Lizz Wright – “sultry R&B performance that’s divinely layered in gospel and jazz Ben Solle – cello playing that creates a “unique mix of folk, bluegrass, jazz, and R&B Elixir – high energy dance band that weaves “traditional and original Irish, French Canadian, and New England tunes” with “dixieland horn riffs, transcendent harmonies, playful improvisations, and rock, swing, and reggae rhythms”

Honey Island Swamp Band – “bayou Americana”
Dirk Powell Band – “powerful Appalachian music”
The Broadcast – powerhouse band, inspired by classic rock, whose lead singer has been compared to Grace Slick and Tina Turner

Como Mamas – incredible gospel singing
Matuto – “drawing on Brazil’s folkloric rhythms” and “deep Americana”

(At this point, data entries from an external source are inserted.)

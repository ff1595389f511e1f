//! Command-line surface: login, browse, edit, reserve and upload.

pub mod output;

use std::error::Error;
use std::path::PathBuf;

use clap::{Args, Parser, Subcommand};

use self::output::{print_item, print_json, print_list, print_success, OutputFormat};
use crate::api::UploadError;
use crate::config::{load_config, print_schema};
use crate::gateway::GatewayError;
use crate::models::{
    BookQuery, BookUpdate, CreateReservation, ReservationFilter, ReservationStatus,
    ReservationUpdate,
};
use crate::state::AppState;
use crate::utils::logger::init_logging;

#[derive(Debug, Parser)]
#[command(name = "bookshelf", version, about = "Browse, edit and reserve books in the catalog")]
pub struct Cli {
    /// Path to the YAML configuration file
    #[arg(long, short, global = true, default_value = "./config.yaml", env = "BOOKSHELF_CONFIG")]
    pub config: PathBuf,

    /// Output format
    #[arg(long, short, global = true, value_enum, default_value_t = OutputFormat::Text)]
    pub output: OutputFormat,

    #[command(subcommand)]
    pub command: Command,
}

#[derive(Debug, Subcommand)]
pub enum Command {
    /// Log in and store the token pair
    Login {
        #[arg(long, short)]
        username: String,
        #[arg(long, short, env = "BOOKSHELF_PASSWORD", hide_env_values = true)]
        password: String,
    },
    /// Forget the stored tokens
    Logout,
    /// Show whether a login is stored
    Status,
    /// Catalog records
    #[command(subcommand)]
    Books(BooksCommand),
    /// Reservations of catalog records
    #[command(subcommand)]
    Reservations(ReservationsCommand),
    /// Upload a CSV file of books for ingestion
    Upload { file: PathBuf },
    /// List past CSV ingestion runs
    IngestionLogs,
    /// Configuration helpers
    #[command(subcommand)]
    Config(ConfigCommand),
}

#[derive(Debug, Subcommand)]
pub enum BooksCommand {
    /// List books, following pagination
    List {
        #[arg(long, short)]
        search: Option<String>,
        /// Field to order by, e.g. `title` or `-average_rating`
        #[arg(long)]
        ordering: Option<String>,
        /// all, reserved or available
        #[arg(long, default_value = "all")]
        filter: ReservationFilter,
        /// Stop after this many books
        #[arg(long, default_value_t = 50)]
        limit: usize,
    },
    /// Show one book
    Show { id: u64 },
    /// Edit fields of a book; unspecified fields keep their current value
    Update {
        id: u64,
        #[command(flatten)]
        fields: BookFields,
    },
}

#[derive(Debug, Args)]
pub struct BookFields {
    #[arg(long)]
    pub title: Option<String>,
    #[arg(long)]
    pub original_title: Option<String>,
    /// Comma-separated author names
    #[arg(long)]
    pub authors: Option<String>,
    #[arg(long)]
    pub isbn: Option<String>,
    #[arg(long)]
    pub isbn13: Option<String>,
    #[arg(long)]
    pub year: Option<i32>,
    #[arg(long)]
    pub language: Option<String>,
    #[arg(long)]
    pub image_url: Option<String>,
}

impl BookFields {
    fn apply(self, update: &mut BookUpdate) {
        if let Some(title) = self.title {
            update.title = title;
        }
        if let Some(authors) = self.authors {
            update.authors_input = authors;
        }
        update.original_title = self.original_title.or(update.original_title.take());
        update.isbn = self.isbn.or(update.isbn.take());
        update.isbn13 = self.isbn13.or(update.isbn13.take());
        update.original_publication_year = self.year.or(update.original_publication_year);
        update.language_code = self.language.or(update.language_code.take());
        update.image_url = self.image_url.or(update.image_url.take());
    }
}

#[derive(Debug, Subcommand)]
pub enum ReservationsCommand {
    /// List reservations (admin only)
    List {
        /// Only reservations of this book
        #[arg(long)]
        book: Option<u64>,
    },
    /// Reserve a book
    Create {
        #[arg(long)]
        name: String,
        #[arg(long)]
        email: String,
        #[arg(long)]
        book: u64,
    },
    /// Change a reservation
    Update {
        id: u64,
        /// reserved, returned or canceled
        #[arg(long)]
        status: Option<ReservationStatus>,
        #[arg(long)]
        name: Option<String>,
        #[arg(long)]
        email: Option<String>,
    },
    /// Delete a reservation
    Delete { id: u64 },
}

#[derive(Debug, Subcommand)]
pub enum ConfigCommand {
    /// Print the JSON schema of the configuration file
    Schema,
}

impl Cli {
    pub async fn execute(self) -> Result<(), Box<dyn Error>> {
        if let Command::Config(ConfigCommand::Schema) = self.command {
            print_schema()?;
            return Ok(());
        }

        let config = load_config(&self.config)?;
        init_logging(&config.logging)?;
        let state = crate::startup::init(config)?;
        run(state, self.command, self.output).await
    }
}

async fn run(state: AppState, command: Command, output: OutputFormat) -> Result<(), Box<dyn Error>> {
    let api = &state.api;
    match command {
        Command::Login { username, password } => {
            state.session.login(&username, &password).await?;
            print_success(&format!("Logged in as {}", username));
        }
        Command::Logout => {
            state.session.logout().await?;
            print_success("Logged out");
        }
        Command::Status => {
            let logged_in = state.session.is_authenticated().await?;
            match output {
                OutputFormat::Json => print_json(&serde_json::json!({
                    "authenticated": logged_in,
                    "persistent_store": state.store.is_persistent(),
                    "api": state.config.api.base_url,
                })),
                OutputFormat::Text if logged_in => println!("Logged in to {}", state.config.api.base_url),
                OutputFormat::Text => println!("Not logged in"),
            }
        }
        Command::Books(BooksCommand::List {
            search,
            ordering,
            filter,
            limit,
        }) => {
            let mut pager = api.book_pager(BookQuery {
                search,
                ordering,
                reservation: filter,
            });
            pager.fetch_all(Some(limit)).await?;
            let total = pager.total_count();
            let more = pager.has_next_page();
            let mut books = pager.into_books();
            books.truncate(limit);
            print_list(&books, output);
            if output == OutputFormat::Text && more {
                println!(
                    "... showing {} of {} books",
                    books.len(),
                    total.unwrap_or_default()
                );
            }
        }
        Command::Books(BooksCommand::Show { id }) => {
            print_item(&api.get_book(id).await?, output);
        }
        Command::Books(BooksCommand::Update { id, fields }) => {
            let current = api.get_book(id).await?;
            let mut update = BookUpdate::from(&current);
            fields.apply(&mut update);
            let saved = api.update_book(id, &update).await?;
            print_item(&saved, output);
        }
        Command::Reservations(ReservationsCommand::List { book }) => {
            let page = match book {
                Some(book_id) => api.list_reservations_for_book(book_id).await?,
                None => api.list_reservations().await?,
            };
            print_list(&page.results, output);
        }
        Command::Reservations(ReservationsCommand::Create { name, email, book }) => {
            let resp = api
                .create_reservation(&CreateReservation { name, email, book })
                .await?;
            print_success(&resp.message);
        }
        Command::Reservations(ReservationsCommand::Update {
            id,
            status,
            name,
            email,
        }) => {
            let update = ReservationUpdate {
                name,
                email,
                book: None,
                status,
            };
            print_item(&api.update_reservation(id, &update).await?, output);
        }
        Command::Reservations(ReservationsCommand::Delete { id }) => {
            api.delete_reservation(id).await?;
            print_success(&format!("Deleted reservation {}", id));
        }
        Command::Upload { file } => {
            let resp = api.upload_csv_file(&file).await?;
            print_success(&resp.message);
        }
        Command::IngestionLogs => {
            print_list(&api.list_ingestion_logs().await?.results, output);
        }
        Command::Config(ConfigCommand::Schema) => print_schema()?,
    }
    Ok(())
}

/// Whether `err` means the stored login is gone or was never there.
pub fn needs_login(err: &(dyn Error + 'static)) -> bool {
    if let Some(e) = err.downcast_ref::<GatewayError>() {
        return e.requires_login();
    }
    if let Some(UploadError::Gateway(e)) = err.downcast_ref::<UploadError>() {
        return e.requires_login();
    }
    false
}

#[cfg(test)]
mod tests {
    use super::*;

    #[test]
    fn parses_book_list_flags() {
        let cli = Cli::try_parse_from([
            "bookshelf",
            "books",
            "list",
            "--search",
            "dune",
            "--filter",
            "available",
            "--limit",
            "10",
        ])
        .unwrap();
        match cli.command {
            Command::Books(BooksCommand::List {
                search,
                filter,
                limit,
                ..
            }) => {
                assert_eq!(search.as_deref(), Some("dune"));
                assert_eq!(filter, ReservationFilter::Available);
                assert_eq!(limit, 10);
            }
            other => panic!("unexpected command {:?}", other),
        }
    }

    #[test]
    fn rejects_unknown_reservation_status() {
        let parsed = Cli::try_parse_from([
            "bookshelf",
            "reservations",
            "update",
            "3",
            "--status",
            "lost",
        ]);
        assert!(parsed.is_err());
    }

    #[test]
    fn book_fields_override_only_given_values() {
        let mut update = BookUpdate {
            title: "Emma".to_string(),
            authors_input: "Jane Austen".to_string(),
            isbn: Some("123".to_string()),
            ..Default::default()
        };
        BookFields {
            title: None,
            original_title: None,
            authors: Some("Jane Austen, Anon".to_string()),
            isbn: None,
            isbn13: None,
            year: Some(1815),
            language: None,
            image_url: None,
        }
        .apply(&mut update);

        assert_eq!(update.title, "Emma");
        assert_eq!(update.authors_input, "Jane Austen, Anon");
        assert_eq!(update.isbn.as_deref(), Some("123"));
        assert_eq!(update.original_publication_year, Some(1815));
    }

    #[test]
    fn refresh_failure_needs_login() {
        let err: Box<dyn Error> = Box::new(GatewayError::Refresh(crate::auth::AuthError::Transport(
            "refused".to_string(),
        )));
        assert!(needs_login(err.as_ref()));
    }
}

Attendance at LEAF is limited, and both Spring and Fall versions are often sold out, so if you plan on going, get your tickets early. Parking on-site is limited to those camping at the festival; shuttle buses are provided for others. See the website, theleaf.org, for more information.

Bele Chere Festival – July 26-28, 2013

“Bele Chere” supposedly means “beautiful living” in some Scottish dialect (though it certainly looks like it got to Scotland via France). Held in downtown Asheville since 1979, it is billed as the largest free music and arts street festival in the Southeast. It is a busy time in Asheville – not a time when you should try to drive around, as a number of key streets are blocked off for the many thousands of fans walking around from stage to stage. Fortunately, it’s not necessary as inexpensive (in comparison to parking prices) shuttles from outlying areas run every 20 minutes.

The festival now continues for two and a half days, officially starting around 5:00p on Friday and continuing through about 6:00p on Sunday. The schedule and line up of bands have not yet been released for 2013. However, in 2012 there were four main stages, with bands changing every hour to an hour and a half.

Although the music is not as eclectic as that at LEAF (few things are), you can hear some great bands and individual performers here. The year we lived in Asheville we went downtown on the Saturday of the festival and saw Balsam Range for the first time (other than at the Fiddling Pig barbecue restaurant) – prior to their rise to fame in the national bluegrass circuit. It was there i recognized the apparent requirement for bluegrass bands that the biggest guy on the stage play the
mandolin. (Having the smallest guy play the double bass is not absolutely essential, but is fairly common.) We also heard and enjoyed Laura Blackley, and a variety of other good musicians whom i have unfortunately forgotten now.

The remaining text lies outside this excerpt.